What is Covered by the CARES Act and What Else Might be Coming?

Another crucial part of the CARES Act concerns the required minimum distribution (“RMD”). The age at which the RMD is triggered just changed from 72 to 70.5 as of January 2020. However, the CARES Act changed the RMD rules.

Earlier, we prepared an FAQ on how plan sponsors can use the CARES Act provisions to help their employees. This is one of a series of articles focused on the CARES Act. These articles expand on that information and we urge plan sponsors to review those FAQ and discuss with their leadership teams.

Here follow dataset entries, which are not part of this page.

use std::fmt;

/// A global hotkey as a virtual-key code plus modifier flags.
#[derive(Debug, Clone, Copy, PartialEq, Eq)]
pub struct Hotkey {
    pub key: u32,
    pub ctrl: bool,
    pub shift: bool,
    pub alt: bool,
    pub win: bool,
}

impl Default for Hotkey {
    fn default() -> Self {
        Self {
            key: 'M' as u32,
            ctrl: true,
            shift: false,
            alt: true,
            win: false,
        }
    }
}

impl fmt::Display for Hotkey {
    fn fmt(&self, f: &mut fmt::Formatter<'_>) -> fmt::Result {
        let mut parts: Vec<String> = Vec::new();
        if self.ctrl {
            parts.push("Ctrl".into());
        }
        if self.alt {
            parts.push("Alt".into());
        }
        if self.shift {
            parts.push("Shift".into());
        }
        if self.win {
            parts.push("Win".into());
        }
        parts.push(key_name(self.key));
        write!(f, "{}", parts.join("+"))
    }
}

/// Parse a hotkey string like "Ctrl+Alt+M" into a [`Hotkey`].
pub fn parse_hotkey(s: &str) -> Option<Hotkey> {
    let mut ctrl = false;
    let mut shift = false;
    let mut alt = false;
    let mut win = false;
    let mut key: Option<u32> = None;

    for part in s.split('+') {
        let upper = part.trim().to_ascii_uppercase();
        match upper.as_str() {
            "CTRL" | "CONTROL" => ctrl = true,
            "SHIFT" => shift = true,
            "ALT" => alt = true,
            "WIN" | "SUPER" => win = true,
            "" => {}
            _ => {
                if key.is_some() {
                    return None;
                }
                key = Some(parse_key(&upper)?);
            }
        }
    }

    key.map(|key| Hotkey {
        key,
        ctrl,
        shift,
        alt,
        win,
    })
}

fn parse_key(upper: &str) -> Option<u32> {
    match upper {
        "SPACE" => Some(0x20),
        "TAB" => Some(0x09),
        "ENTER" | "RETURN" => Some(0x0D),
        "HOME" => Some(0x24),
        "END" => Some(0x23),
        "PAGEUP" => Some(0x21),
        "PAGEDOWN" => Some(0x22),
        "INSERT" => Some(0x2D),
        _ if upper.len() > 1 && upper.starts_with('F') => match upper[1..].parse::<u32>().ok() {
            Some(n @ 1..=24) => Some(0x70 + n - 1),
            _ => None,
        },
        _ if upper.len() == 1 => {
            let c = upper.chars().next()?;
            if c.is_ascii_digit() || c.is_ascii_alphabetic() {
                Some(c as u32)
            } else {
                None
            }
        }
        _ => None,
    }
}

fn key_name(key: u32) -> String {
    match key {
        0x20 => "Space".into(),
        0x09 => "Tab".into(),
        0x0D => "Enter".into(),
        0x24 => "Home".into(),
        0x23 => "End".into(),
        0x21 => "PageUp".into(),
        0x22 => "PageDown".into(),
        0x2D => "Insert".into(),
        0x70..=0x87 => format!("F{}", key - 0x70 + 1),
        _ => char::from_u32(key)
            .filter(|c| c.is_ascii_alphanumeric())
            .map(|c| c.to_string())
            .unwrap_or_else(|| format!("0x{key:02X}")),
    }
}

This article will focus on what aspects of the CARES Act involve retirement savings. Given that aim, it might be helpful to look at what exactly the CARES Act wanted to do. According to the US Treasury Department, “The Coronavirus Aid, Relief, and Economic Security (CARES) Act was passed by Congress … on March 27th, 2020.” It is an economic relief package totaling over $2 trillion with the aim of providing fast and direct economic assistance for American families and businesses. Examining the intent of the CARES Act can help us understand how its provisions might fare to any later challenges. Doing so can also help us understand what else might be coming.

Most of the coverage of the CARES Act concerns the paycheck protection provisions for small businesses to keep operating and the stimulus checks sent to Americans making under a certain amount. However, the CARES Act also changed some regulations on withdrawals from employee retirement plans.

The most important of these changes was to, if allowed by the plan, permit certain participants to withdraw, penalty free, up to $100,000 between January 1, 2020 and December 31, 2020. To be eligible for this penalty free withdrawal, the individual participant or their family member must meet one of two requirements: they must have been 1) diagnosed with COVID-19, or 2) suffered adverse financial consequences due to COVID-19 such as a loss of work, whether permanent or temporary. This change may adjust a retirement plan’s previous loan limits. It also extends the time to repay loans that would have been due between March 27, 2020 and December 31, 2020. As with other retirement plan loans, the plan participant must repay the loan within a specific time or the distribution will be taxable. Here, as we described in the FAQ, with the COVID-19 withdrawal, “the participant has three years from the day after the distribution was received to repay the amount into a qualified retirement plan (or any other plan or IRA that can accept rollovers).”

Another crucial part of the CARES Act concerns the required minimum distribution (“RMD”). The age at which the RMD is triggered just changed from 72 to 70.5 as of January 2020. However, the CARES Act changed the RMD rules. As we stated in the FAQ, “the CARES Act waives the requirement for any RMD that is required to be paid in 2020. This includes an individual’s first RMD which is attributable to 2019 (not paid by January 1, 2020). If an RMD has already been received during 2020, then the participant may roll it over and defer paying taxes, including rolling back into the plan.” The CARES Act also changes the deadlines for defined benefit and money purchase pension plans by extending the date for contributions that would have been due in 2020 to January 1, 2021.  

Analysts say that additional legislation is on its way to provide more money for both individuals and businesses. It’s unclear when or how much of this money may be on its way. It does seem likely that federal agencies, like the IRS, SEC, and DOL, may extend deadlines for filings and compliance documents. The intent of the CARES Act was to provide fast and direct relief to employees. Given that intent, future legislation could continue to make the restrictions on investment income easier.

These articles are prepared for general purposes and are not intended to provide advice or encourage specific behavior. Before taking any action, advisors and plan sponsors should consult with their compliance, finance and legal teams. The information here reflects a summary of our current understanding of certain provisions in the CARES Act. There are other significant changes in the CARES Act that may impact your business. As with any new law, the CARES Act’s meaning is subject to further clarification and change, as many questions are yet to be answered. Clients should consult with their tax and legal advisors regarding their specific situation.